Founder Playbook · Starter Story
7 tactics from Pat Walls
I Sold My Company
Watch the full episode“I'd sit right there every single morning and put in two hours of deep work before I started my job... it wasn't impressive at all but it was consistent I kept coming back every single day refreshing Stripe watching it go from zero to a couple hundred bucks”
Run Two Hours Of Deep Work Before Your Day Job And Watch Stripe Tick From Zero
Pat couldn't execute on Starter Story after work — he'd come home and stall. The unlock was moving the work to before his day job: two hours every morning at a Starbucks, writing, coding, interviewing founders. The signal that made him go all-in wasn't a viral moment, it was sustained daily shipping plus a small but real revenue curve.
“every single day they just kept shipping posting content interviewing coding refreshing Stripe over and over and over it never exploded overnight it just accumulated and slowly people started to notice revenue started ticking up”
Plan Content-Business Runway Around Accumulation Not A Hero Launch Spike
Pat is explicit that Starter Story's content engine never had a viral moment — it accumulated. For an interview/blog/YouTube business the model is daily shipping over years, not chasing a breakout. Plan content cadence and runway around accumulation, not a launch spike.

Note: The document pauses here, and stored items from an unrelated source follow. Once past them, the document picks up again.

//! Process-wide `tracing` subscriber: INFO to the console, DEBUG to a log file.

use std::fs::{self, OpenOptions};
use std::io;
use std::sync::Mutex;

use tracing_subscriber::filter::LevelFilter;
use tracing_subscriber::layer::SubscriberExt;
use tracing_subscriber::util::SubscriberInitExt;
use tracing_subscriber::{Layer, fmt};

use crate::config::PipelineConfig;
use crate::errors::PreprocessError;

/// Install console and file logging for a run.
///
/// Creates the log directory when missing and appends to the log file. If a
/// global subscriber is already installed, the existing one is kept.
pub fn init_logging(config: &PipelineConfig) -> Result<(), PreprocessError> {
    fs::create_dir_all(&config.log_dir)?;
    let log_file = OpenOptions::new()
        .create(true)
        .append(true)
        .open(config.log_path())?;

    let console = fmt::layer()
        .with_writer(io::stderr)
        .with_filter(LevelFilter::INFO);
    let file = fmt::layer()
        .with_ansi(false)
        .with_writer(Mutex::new(log_file))
        .with_filter(LevelFilter::DEBUG);

    let _ = tracing_subscriber::registry()
        .with(console)
        .with(file)
        .try_init();
    Ok(())
}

“the thousands of founders we interviewed and the millions of people who watch these stories and get inspired... this whole thing happened not because of me but because of you every single person who watched our channel supported us”
A Ten-Year Back Catalog Of Founder Interviews Is What Makes Your Audience Acquirable
The asset acquirers value in a content business isn't the founder — it's the back catalog of interviews plus the engaged audience watching them. For audience-led businesses the moat is the archive and the viewers, both built over years of weekly shipping. That compounded library is the thing that gets bought.
“I started this business it was for freedom... but then over the years something changed as the business grew and it became successful it all of a sudden became my identity i wasn't just Pat anymore i was the starter story guy... it started to consume me every day and minute of my life”
The Business You Built For Freedom Quietly Becomes The Cage That Takes It Back
Pat started Starter Story chasing freedom from a job, and got it — no boss, full control of his time. Success quietly inverted the trade: the business became his identity, and every waking minute went into protecting and growing it. The thing he built for freedom slowly took freedom away.
“if you follow me online you might have seen some stuff that I posted about how I'd never ever sell i meant it i really did but when the offer actually came in I started to think a lot more about that and I started to imagine what life would be like if I wasn't carrying this every single day”
Your “I’ll Never Sell” Conviction Evaporates The Moment A Real Offer Lands
Pat publicly committed to never selling and genuinely meant it. A concrete offer reframed everything — not because the money seduced him, but because for the first time he could vividly imagine putting the weight down. Public conviction is cheap until a real exit is on the table.
“I asked myself am I still building or am I just holding on holding it so close because I was afraid of what it would mean to lose it afraid of who I would be without it”
Ask Whether You’re Still Building Or Just Holding On Out Of Fear Of Who You’d Be Without It
The question that unlocked Pat's decision wasn't financial — it was diagnostic. Founders confuse momentum with attachment; staying because you can't imagine yourself without the company is not the same as staying because the work still has runway. Naming the fear made selling feel like closure instead of surrender.
“starter stories stopped being about me years ago it became about the team about the process about the thousands of founders we interviewed... and if that's actually true then maybe I'm the one holding it back if I really want this thing to grow beyond me then I have to let it go”
When The Company Runs On Team And Process, The Founder Owning It Can Be The Ceiling
Pat reframed the sale by inverting the ego question: once the business genuinely runs on team and process rather than the founder, the founder's continued ownership can be the ceiling, not the engine. Letting go became the pro-growth move, not the abandonment move.